> What this task involves: What lines in the records include the string "param"? Return each one.

● ● ● ● ●

//! Host configuration.

use serde::Deserialize;
use thiserror::Error;

/// Errors raised while loading a [`HostConfig`].
#[derive(Debug, Error)]
pub enum ConfigError {
    #[error("invalid host configuration: {0}")]
    Json(#[from] serde_json::Error),

    #[error("`placeholder` must not be empty")]
    EmptyPlaceholder,

    #[error("`max_segments` must be at least 1")]
    NoSegments,
}

/// Registration and dispatch settings for a [`Host`](super::Host).
///
/// Every field has a default, so a configuration file only needs the keys it changes:
///
/// ```
/// use waypath::HostConfig;
///
/// let config = HostConfig::from_json(r#"{ "lowercase_paths": true }"#).unwrap();
/// assert!(config.lowercase_paths);
/// assert_eq!(config.placeholder, "param");
/// ```
#[derive(Debug, Clone, PartialEq, Eq, Deserialize)]
#[serde(default, deny_unknown_fields)]
pub struct HostConfig {
    /// Lowercase templates at registration and request paths at dispatch.
    pub lowercase_paths: bool,

    /// Name of the positional placeholder in templates, used as `{<placeholder>}`.
    pub placeholder: String,

    /// Log one `info` line per registered route.
    pub report_routes: bool,

    /// Requests with more path segments than this are rejected with `414` before the
    /// router is consulted.
    pub max_segments: usize,
}

impl Default for HostConfig {
    fn default() -> Self {
        Self {
            lowercase_paths: false,
            placeholder: "param".to_owned(),
            report_routes: true,
            max_segments: 32,
        }
    }
}

impl HostConfig {
    /// Parses and validates a JSON configuration document.
    ///
    /// # Errors
    ///
    /// [`ConfigError::Json`] for malformed JSON or unknown keys, and the validation
    /// variants for values the host cannot work with.
    pub fn from_json(source: &str) -> Result<Self, ConfigError> {
        let config: Self = serde_json::from_str(source)?;
        config.validate()?;
        Ok(config)
    }

    /// Checks the values a host relies on.
    ///
    /// # Errors
    ///
    /// See [`ConfigError`].
    pub fn validate(&self) -> Result<(), ConfigError> {
        if self.placeholder.is_empty() {
            return Err(ConfigError::EmptyPlaceholder);
        }
        if self.max_segments == 0 {
            return Err(ConfigError::NoSegments);
        }
        Ok(())
    }

    /// The placeholder as it appears in a template, e.g. `{param}`.
    pub fn placeholder_token(&self) -> String {
        format!("{{{}}}", self.placeholder)
    }
}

● ● ● ● ●

> Output of the exercise:
/// assert_eq!(config.placeholder, "param");
            placeholder: "param".to_owned(),
    /// The placeholder as it appears in a template, e.g. `{param}`.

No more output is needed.